Chapter 9, Counterculture, Part III

Provo Park

When the Haight-Ashbury began to become more unpleasant than pleasant, and we went there less and less, I was not overly impacted because Berkeley was generating its own Hippie Hill in a place called Provo Park. Provo Park is not to be confused with People’s Park. The former, located downtown near City Hall, was an established city park whose true name was Constitution Park. The latter, near campus, was not a park until hippies made it one. The name “Provo Park” came from an obscure 60s movement of anarchistic Dutch young people with which no one I know was familiar. How it got glued on to a park in Berkeley I have no idea and neither did anyone else I knew. Somebody just started calling it that and it caught on, perhaps because Constitution Park is a mouthful when you’re stoned.

For reasons unclear to me then and now, there began to be free concerts in the park on weekends. Local bands, known and unknown, would play for people sitting on blankets on the grass smoking weed, sometimes until the fog rolled in. It was unlike Hippie Hill in that it was mostly hippies or soon-to-be hippies, not a good mix of people from other walks of life, as Hippie Hill had been. In the spring and summer of 1967, I may still have been hanging out on Hippie Hill on weekends, but as soon as the Provo Park scene started, I switched. Why waste time getting to San Francisco when I could walk to Provo Park from my apartment? And, it had the great added draw that I was bound to meet or see people I knew there. It was much more of a party scene for me for that reason. Picnic in the park listening to bands, some good, some godawful, dancing when they were good, sitting with Billy and his group, it was good times.

One day was so special, I never forgot it. We had been there all afternoon, John and I, Billy and others, the bands had been great. I was more stoned than usual, possibly having taken a tiny dose of something, probably hash. The regular bands had finished up, it was getting late, people were leaving but we were all lingering. The fog was starting to roll in, meaning that it was going to soon be cold and damp and we really would have to leave. Then, to our complete and utter surprise, there appeared four or five Indian men in saffron robes carrying strange-looking instruments. Eschewing the small stage, they arranged themselves under a tree and were introduced from the stage. The announcer said, “Well, we have a surprise group today, the Bauls of Bengal.” (Pronounced Bah-ools.) He said they had been discovered in India by Bob Dylan and that was all I needed to keep me there.  
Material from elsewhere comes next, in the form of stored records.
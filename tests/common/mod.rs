//! Common test utilities for media-fetch E2E tests

#[allow(dead_code)]
pub mod assertions;
#[allow(dead_code)]
pub mod config;

#[allow(unused_imports)]
pub use assertions::*;
pub use config::*;
//! Error types for media-fetch
//!
//! This module provides error handling for the library, including:
//! - Domain-specific error types (Extraction, Transfer, StreamIntegrity, etc.)
//! - HTTP status code mapping for API integration
//! - Structured error responses with machine-readable error codes

use serde::{Deserialize, Serialize};
use std::path::PathBuf;
use thiserror::Error;
use utoipa::ToSchema;

/// Result type alias for media-fetch operations
pub type Result<T> = std::result::Result<T, Error>;

/// Message written to the progress store when a job is cancelled
pub const CANCELLED_MESSAGE: &str = "Download cancelled by user";

/// Main error type for media-fetch
///
/// This is the primary error type used throughout the library. Each variant includes
/// contextual information to help diagnose issues.
#[derive(Debug, Error)]
pub enum Error {
    /// Configuration error with context about which setting is invalid
    #[error("configuration error: {message}")]
    Config {
        /// Human-readable error message describing the configuration issue
        message: String,
        /// The configuration key that caused the error (e.g., "download.download_dir")
        key: Option<String>,
    },

    /// Database operation failed
    #[error("database error: {0}")]
    Database(#[from] DatabaseError),

    /// SQLx database error
    #[error("database error: {0}")]
    Sqlx(#[from] sqlx::Error),

    /// Every metadata extraction strategy came back empty
    #[error("could not extract media information from {url} ({attempted} strategies tried)")]
    Extraction {
        /// The canonical URL that was resolved
        url: String,
        /// Number of strategies that were attempted
        attempted: usize,
    },

    /// Network or backend failure while fetching media
    #[error("transfer failed: {0}")]
    Transfer(#[from] TransferError),

    /// The job was cancelled through the progress store
    #[error("Download cancelled by user")]
    Cancelled,

    /// A required component stream is missing and could not be restored
    #[error("stream integrity failure: {0}")]
    StreamIntegrity(#[from] StreamIntegrityError),

    /// Codec/container repair failed; the original artifact is kept
    #[error("repair skipped for {path}: {reason}")]
    RepairSkipped {
        /// The artifact that was left untouched
        path: PathBuf,
        /// Why the repair did not complete
        reason: String,
    },

    /// I/O error
    #[error("I/O error: {0}")]
    Io(#[from] std::io::Error),

    /// Job, record or file not found
    #[error("not found: {0}")]
    NotFound(String),

    /// Request rejected before any work was started
    #[error("invalid input: {0}")]
    InvalidInput(String),

    /// Shutdown in progress - not accepting new jobs
    #[error("shutdown in progress: not accepting new jobs")]
    ShuttingDown,

    /// Network error
    #[error("network error: {0}")]
    Network(#[from] reqwest::Error),

    /// Serialization error
    #[error("serialization error: {0}")]
    Serialization(#[from] serde_json::Error),

    /// API server error
    #[error("API server error: {0}")]
    ApiServerError(String),

    /// External tool execution failed (ffmpeg, ffprobe, yt-dlp)
    #[error("external tool error: {0}")]
    ExternalTool(String),

    /// Operation not supported (missing binary, not implemented, etc.)
    #[error("not supported: {0}")]
    NotSupported(String),

    /// Other error
    #[error("{0}")]
    Other(String),
}

impl Error {
    /// Whether this error is the cooperative-cancellation class
    pub fn is_cancellation(&self) -> bool {
        matches!(self, Error::Cancelled)
    }
}

/// Database-related errors
#[derive(Debug, Error)]
pub enum DatabaseError {
    /// Failed to connect to database
    #[error("failed to connect to database: {0}")]
    ConnectionFailed(String),

    /// Failed to run migrations
    #[error("failed to run migrations: {0}")]
    MigrationFailed(String),

    /// Query failed
    #[error("query failed: {0}")]
    QueryFailed(String),
}

/// Failures raised while the transfer backend is fetching media
#[derive(Debug, Error)]
pub enum TransferError {
    /// The backend process or request reported a failure
    #[error("{backend} failed: {reason}")]
    BackendFailed {
        /// Name of the backend (e.g., "yt-dlp")
        backend: String,
        /// Backend-provided reason, usually the last stderr line
        reason: String,
    },

    /// The backend finished but no output artifact was found
    #[error("download completed but output file not found in {dir}")]
    OutputMissing {
        /// Directory that was searched
        dir: PathBuf,
    },

    /// A multi-item transfer produced no usable items
    #[error("no items could be fetched: {reason}")]
    NoItems {
        /// Why nothing was fetched
        reason: String,
    },
}

/// A required stream was missing and the fallback merge did not help
#[derive(Debug, Error)]
pub enum StreamIntegrityError {
    /// The artifact lacks one of the required component streams
    #[error("{path} is missing streams (video={has_video}, audio={has_audio})")]
    MissingStreams {
        /// Artifact that was probed
        path: PathBuf,
        /// Whether a video stream was found
        has_video: bool,
        /// Whether an audio stream was found
        has_audio: bool,
    },

    /// Could not find both intermediate streams to merge
    #[error("fallback merge could not locate {missing} stream for {job_id}")]
    IntermediatesMissing {
        /// Job id whose intermediates were searched
        job_id: String,
        /// Which component was missing ("video" or "audio")
        missing: String,
    },

    /// The media tool produced no output
    #[error("fallback merge produced an empty file at {path}")]
    EmptyOutput {
        /// Expected merge output
        path: PathBuf,
    },
}

/// API error response format
///
/// This structure is returned by API endpoints when an error occurs.
///
/// # Example JSON Response
///
/// ```json
/// {
///   "error": {
///     "code": "extraction_failed",
///     "message": "could not extract media information from https://... (3 strategies tried)",
///     "details": {
///       "attempted": 3
///     }
///   }
/// }
/// ```
#[derive(Debug, Clone, Serialize, Deserialize, ToSchema)]
pub struct ApiError {
    /// The error details
    pub error: ErrorDetail,
}

/// Detailed error information for API responses
#[derive(Debug, Clone, Serialize, Deserialize, ToSchema)]
pub struct ErrorDetail {
    /// Machine-readable error code (e.g., "not_found", "validation_error")
    pub code: String,

    /// Human-readable error message
    pub message: String,

    /// Optional additional context about the error
    #[serde(skip_serializing_if = "Option::is_none")]
    pub details: Option<serde_json::Value>,
}

impl ApiError {
    /// Create a new API error with code and message
    pub fn new(code: impl Into<String>, message: impl Into<String>) -> Self {
        Self {
            error: ErrorDetail {
                code: code.into(),
                message: message.into(),
                details: None,
            },
        }
    }

    /// Create a "not found" error
    pub fn not_found(resource: impl Into<String>) -> Self {
        Self::new("not_found", format!("{} not found", resource.into()))
    }

    /// Create a "validation error" error
    pub fn validation(message: impl Into<String>) -> Self {
        Self::new("validation_error", message)
    }

    /// Create an "internal server error"
    pub fn internal(message: impl Into<String>) -> Self {
        Self::new("internal_error", message)
    }
}

/// Convert errors to HTTP status codes for API responses
pub trait ToHttpStatus {
    /// Get the HTTP status code for this error
    fn status_code(&self) -> u16;

    /// Get the machine-readable error code
    fn error_code(&self) -> &str;
}

impl ToHttpStatus for Error {
    fn status_code(&self) -> u16 {
        match self {
            // 400 Bad Request
            Error::Config { .. } => 400,
            Error::InvalidInput(_) => 400,

            // 404 Not Found
            Error::NotFound(_) => 404,

            // 409 Conflict - job was stopped by its owner
            Error::Cancelled => 409,

            // 422 Unprocessable Entity - the source could not be handled
            Error::Extraction { .. } => 422,
            Error::StreamIntegrity(_) => 422,
            Error::RepairSkipped { .. } => 422,
            Error::Transfer(TransferError::NoItems { .. }) => 422,

            // 500 Internal Server Error
            Error::Database(_) => 500,
            Error::Sqlx(_) => 500,
            Error::Io(_) => 500,
            Error::ApiServerError(_) => 500,
            Error::Serialization(_) => 500,
            Error::Other(_) => 500,

            // 502 Bad Gateway - upstream failures
            Error::Transfer(_) => 502,
            Error::Network(_) => 502,

            // 503 Service Unavailable
            Error::ShuttingDown => 503,
            Error::ExternalTool(_) => 503,

            // 501 Not Implemented
            Error::NotSupported(_) => 501,
        }
    }

    fn error_code(&self) -> &str {
        match self {
            Error::Config { .. } => "config_error",
            Error::Database(_) => "database_error",
            Error::Sqlx(_) => "database_error",
            Error::Extraction { .. } => "extraction_failed",
            Error::Transfer(e) => match e {
                TransferError::BackendFailed { .. } => "transfer_failed",
                TransferError::OutputMissing { .. } => "output_missing",
                TransferError::NoItems { .. } => "no_items",
            },
            Error::Cancelled => "cancelled",
            Error::StreamIntegrity(_) => "stream_integrity_failed",
            Error::RepairSkipped { .. } => "repair_skipped",
            Error::Io(_) => "io_error",
            Error::NotFound(_) => "not_found",
            Error::InvalidInput(_) => "validation_error",
            Error::ShuttingDown => "shutting_down",
            Error::Network(_) => "network_error",
            Error::Serialization(_) => "serialization_error",
            Error::ApiServerError(_) => "api_server_error",
            Error::ExternalTool(_) => "external_tool_error",
            Error::NotSupported(_) => "not_supported",
            Error::Other(_) => "internal_error",
        }
    }
}

impl From<Error> for ApiError {
    fn from(error: Error) -> Self {
        let code = error.error_code().to_string();
        let message = error.to_string();

        let details = match &error {
            Error::Extraction { url, attempted } => Some(serde_json::json!({
                "url": url,
                "attempted": attempted,
            })),
            Error::Config { key: Some(key), .. } => Some(serde_json::json!({
                "key": key,
            })),
            Error::StreamIntegrity(StreamIntegrityError::MissingStreams {
                has_video,
                has_audio,
                ..
            }) => Some(serde_json::json!({
                "has_video": has_video,
                "has_audio": has_audio,
            })),
            _ => None,
        };

        ApiError {
            error: ErrorDetail {
                code,
                message,
                details,
            },
        }
    }
}
//! Transfer backend driving the `yt-dlp` executable

use super::traits::{
    ProgressSink, TransferBackend, TransferCapabilities, TransferOutcome, TransferRequest,
};
use crate::config::ToolsConfig;
use crate::error::{Error, TransferError};
use crate::extraction::metadata_from_info;
use crate::types::{MediaKind, MediaMetadata, ProgressEvent};
use async_trait::async_trait;
use std::ffi::OsString;
use std::path::{Path, PathBuf};
use std::process::Stdio;
use tokio::io::{AsyncBufReadExt, BufReader};
use tokio::process::{Child, Command};
use tokio_util::sync::CancellationToken;

/// Marker that prefixes every machine-readable progress line
const PROGRESS_MARKER: &str = "MFPROG";

/// Seven space-separated fields; the file name goes last so it may contain spaces
const PROGRESS_TEMPLATE: &str = "download:MFPROG %(progress.status)s %(progress.downloaded_bytes)s \
     %(progress.total_bytes)s %(progress.total_bytes_estimate)s %(progress.speed)s \
     %(progress.eta)s %(progress.filename)s";

/// Containers yt-dlp can merge into directly
const MERGE_CONTAINERS: &[&str] = &["mp4", "mkv", "webm"];

/// Backend that shells out to yt-dlp and parses its progress lines
///
/// # Examples
///
/// ```no_run
/// use media_fetch::transfer::YtDlpBackend;
/// use std::path::PathBuf;
///
/// // Explicit path, telling yt-dlp where ffmpeg lives
/// let backend = YtDlpBackend::new(PathBuf::from("/usr/local/bin/yt-dlp"))
///     .with_ffmpeg_location(PathBuf::from("/opt/ffmpeg/bin"));
///
/// // Or auto-discover from PATH
/// let backend = YtDlpBackend::from_path().expect("yt-dlp not found in PATH");
/// ```
pub struct YtDlpBackend {
    binary_path: PathBuf,
    ffmpeg_location: Option<PathBuf>,
}

impl YtDlpBackend {
    /// Create a backend with an explicit binary path
    pub fn new(binary_path: PathBuf) -> Self {
        Self {
            binary_path,
            ffmpeg_location: None,
        }
    }

    /// Pass `--ffmpeg-location` so yt-dlp can merge and convert
    pub fn with_ffmpeg_location(mut self, location: PathBuf) -> Self {
        self.ffmpeg_location = Some(location);
        self
    }

    /// Attempt to find yt-dlp in PATH
    pub fn from_path() -> Option<Self> {
        which::which("yt-dlp").ok().map(Self::new)
    }

    /// Build from configuration, honouring `ytdlp_path` and `search_path`
    pub fn from_config(tools: &ToolsConfig) -> Option<Self> {
        let binary = locate_ytdlp(tools)?;
        let backend = Self::new(binary);
        Some(match &tools.ffmpeg_path {
            Some(location) => backend.with_ffmpeg_location(location.clone()),
            None => backend,
        })
    }

    /// Path of the yt-dlp executable
    pub fn binary_path(&self) -> &Path {
        &self.binary_path
    }

    fn build_args(&self, request: &TransferRequest) -> Vec<OsString> {
        let template = request
            .output_dir
            .join(format!("{}.%(ext)s", request.file_prefix()));

        let mut args: Vec<OsString> = [
            "--quiet",
            "--no-warnings",
            "--no-playlist",
            "--newline",
            "--progress",
            "--progress-template",
            PROGRESS_TEMPLATE,
            "--write-info-json",
        ]
        .iter()
        .map(OsString::from)
        .collect();
        args.push("-o".into());
        args.push(template.into());

        if let Some(location) = &self.ffmpeg_location {
            args.push("--ffmpeg-location".into());
            args.push(location.into());
        }

        let format = request.format.to_ascii_lowercase();
        if request.kind == MediaKind::AudioOnly {
            args.extend(
                [
                    "-f",
                    "bestaudio/best",
                    "-x",
                    "--audio-format",
                    format.as_str(),
                    "--audio-quality",
                    "192K",
                ]
                .iter()
                .map(OsString::from),
            );
        } else {
            args.push("-f".into());
            args.push(format_selector(&request.quality, &format).into());
            if MERGE_CONTAINERS.contains(&format.as_str()) {
                args.push("--merge-output-format".into());
                args.push(format.as_str().into());
            }
            if format == "mp4" {
                args.push("--postprocessor-args".into());
                args.push("Merger:-c:v copy -c:a aac -b:a 192k".into());
            }
        }

        args.push("--".into());
        args.push(request.url.as_str().into());
        args
    }
}

#[async_trait]
impl TransferBackend for YtDlpBackend {
    async fn fetch(
        &self,
        request: &TransferRequest,
        sink: &mut ProgressSink<'_>,
        cancel: &CancellationToken,
    ) -> crate::Result<TransferOutcome> {
        tokio::fs::create_dir_all(&request.output_dir).await?;

        let args = self.build_args(request);
        tracing::debug!(job_id = %request.id, url = %request.url, "starting yt-dlp");

        let mut child = Command::new(&self.binary_path)
            .args(&args)
            .stdin(Stdio::null())
            .stdout(Stdio::piped())
            .stderr(Stdio::piped())
            .kill_on_drop(true)
            .spawn()
            .map_err(|e| Error::ExternalTool(format!("Failed to execute yt-dlp: {}", e)))?;

        let stdout = child
            .stdout
            .take()
            .ok_or_else(|| Error::ExternalTool("yt-dlp stdout was not captured".into()))?;
        let stderr = child
            .stderr
            .take()
            .ok_or_else(|| Error::ExternalTool("yt-dlp stderr was not captured".into()))?;

        // Keep the most useful stderr line for the failure message
        let stderr_task = tokio::spawn(async move {
            let mut lines = BufReader::new(stderr).lines();
            let mut last_error: Option<String> = None;
            let mut last_line: Option<String> = None;
            while let Ok(Some(line)) = lines.next_line().await {
                let line = line.trim().to_string();
                if line.is_empty() {
                    continue;
                }
                if line.starts_with("ERROR:") {
                    last_error = Some(line.clone());
                }
                last_line = Some(line);
            }
            last_error.or(last_line)
        });

        let mut lines = BufReader::new(stdout).lines();
        loop {
            let line = tokio::select! {
                biased;
                _ = cancel.cancelled() => {
                    abort(&mut child, request).await;
                    return Err(Error::Cancelled);
                }
                line = lines.next_line() => line?,
            };
            let Some(line) = line else { break };
            let Some(event) = parse_progress_line(&line) else {
                continue;
            };
            if sink(event).is_break() {
                abort(&mut child, request).await;
                return Err(Error::Cancelled);
            }
        }

        let status = child.wait().await?;
        let stderr_summary = stderr_task.await.ok().flatten();

        if !status.success() {
            return Err(TransferError::BackendFailed {
                backend: self.name().to_string(),
                reason: stderr_summary.unwrap_or_else(|| format!("yt-dlp exited with {}", status)),
            }
            .into());
        }

        let info = take_info_json(&request.output_dir, &request.file_prefix()).await;
        Ok(TransferOutcome {
            info,
            output_dir: request.output_dir.clone(),
        })
    }

    fn capabilities(&self) -> TransferCapabilities {
        TransferCapabilities {
            merges_streams: true,
            extracts_audio: true,
        }
    }

    fn name(&self) -> &'static str {
        "yt-dlp"
    }
}

/// Resolve the yt-dlp executable from configuration or PATH
pub fn locate_ytdlp(tools: &ToolsConfig) -> Option<PathBuf> {
    match &tools.ytdlp_path {
        Some(path) => Some(path.clone()),
        None if tools.search_path => which::which("yt-dlp").ok(),
        None => None,
    }
}

/// yt-dlp format selector for a quality label and target container
///
/// Unknown labels fall back to 720p. For mp4 an H.264 (`avc1`) video stream
/// is preferred so the container plays everywhere.
pub fn format_selector(quality: &str, format: &str) -> String {
    let prefer_avc = format.eq_ignore_ascii_case("mp4");
    let height = match quality {
        "audio" => return "bestaudio/best".to_string(),
        "best" => None,
        "360p" => Some(360),
        "480p" => Some(480),
        "1080p" => Some(1080),
        _ => Some(720),
    };

    match (height, prefer_avc) {
        (None, false) => "bestvideo+bestaudio/best".to_string(),
        (None, true) => "bestvideo[vcodec^=avc1]+bestaudio/bestvideo+bestaudio/best".to_string(),
        (Some(h), false) => format!("bestvideo[height<={h}]+bestaudio/best[height<={h}]"),
        (Some(h), true) => format!(
            "bestvideo[height<={h}][vcodec^=avc1]+bestaudio/bestvideo[height<={h}]+bestaudio/best[height<={h}]"
        ),
    }
}

/// Parse one line written through [`PROGRESS_TEMPLATE`]
///
/// Lines without the marker (or with an unknown status) yield `None`.
pub(crate) fn parse_progress_line(line: &str) -> Option<ProgressEvent> {
    let rest = line.trim().strip_prefix(PROGRESS_MARKER)?.trim_start();
    let mut fields = rest.splitn(7, ' ');

    let status = fields.next()?;
    let downloaded = number(fields.next()?);
    let total = number(fields.next()?);
    let estimate = number(fields.next()?);
    let speed = number(fields.next()?);
    let eta = number(fields.next()?);
    let stream = fields
        .next()
        .map(str::trim)
        .filter(|name| !name.is_empty() && *name != "NA")
        .map(|name| {
            Path::new(name)
                .file_name()
                .map(|n| n.to_string_lossy().into_owned())
                .unwrap_or_else(|| name.to_string())
        });

    match status {
        "downloading" => Some(ProgressEvent::Downloading {
            bytes_total: total.or(estimate).map(|v| v as u64),
            bytes_done: downloaded.map(|v| v as u64).unwrap_or(0),
            speed,
            eta: eta.map(|v| v as u64),
            stream,
        }),
        "finished" => Some(ProgressEvent::Finished { stream }),
        _ => None,
    }
}

// yt-dlp renders missing values as "NA"
fn number(field: &str) -> Option<f64> {
    field.parse::<f64>().ok().filter(|v| v.is_finite() && *v >= 0.0)
}

async fn abort(child: &mut Child, request: &TransferRequest) {
    tracing::info!(job_id = %request.id, "cancelling yt-dlp transfer");
    if let Err(e) = child.kill().await {
        tracing::warn!(job_id = %request.id, error = %e, "failed to kill yt-dlp");
    }
}

/// Read and remove `{prefix}.info.json`; missing or unreadable files yield empty metadata
async fn take_info_json(dir: &Path, prefix: &str) -> MediaMetadata {
    let path = dir.join(format!("{prefix}.info.json"));
    let info = match tokio::fs::read(&path).await {
        Ok(bytes) => match serde_json::from_slice(&bytes) {
            Ok(value) => metadata_from_info(&value),
            Err(e) => {
                tracing::warn!(path = ?path, error = %e, "unreadable yt-dlp info file");
                MediaMetadata::default()
            }
        },
        Err(e) => {
            tracing::debug!(path = ?path, error = %e, "no yt-dlp info file");
            return MediaMetadata::default();
        }
    };

    if let Err(e) = tokio::fs::remove_file(&path).await {
        tracing::warn!(path = ?path, error = %e, "failed to remove yt-dlp info file");
    }
    info
}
Smiling at the by now tiny crowd, they began playing Indian folk music on their unfamiliar instruments and singing in that Asian way so strange to Western ears. It was a recipe for most Americans to leave fast, but we were anthropologists and I, in particular, had an Asian expert advisor and the wild dream that I might someday go to India. You could not have dragged me away if you had tried. Rock-oriented people and the faint of heart split rapidly, leaving the park to folk and international music fans and world travelers, who were soon, like myself, utterly entranced.

Almost in deference, the fog hesitated for a while as we all snuggled closer together and pulled our jackets closer around us for warmth. They never stopped smiling at us, apparently unfazed by the weather or the departure of two-thirds of the audience. It became a very intimate scene. The fog did come in and we pulled our blankets over our heads, making a roof to keep off the damp while I worried that their instruments would be damaged by it. Staring out of the blankets, getting colder and colder, feeling close to my friends, listening to a magic band that had seemingly dropped down from the sky, precious memories. And, they played and played and played. We did not leave, certainly in part out of respect, until they were through playing and they did not stop until it was well and truly dark, as it probably was often in India when they played. When their record came out, I bought it immediately and can still hum many of the tunes most understandable to Westerners. It was cross-cultural communication at its finest.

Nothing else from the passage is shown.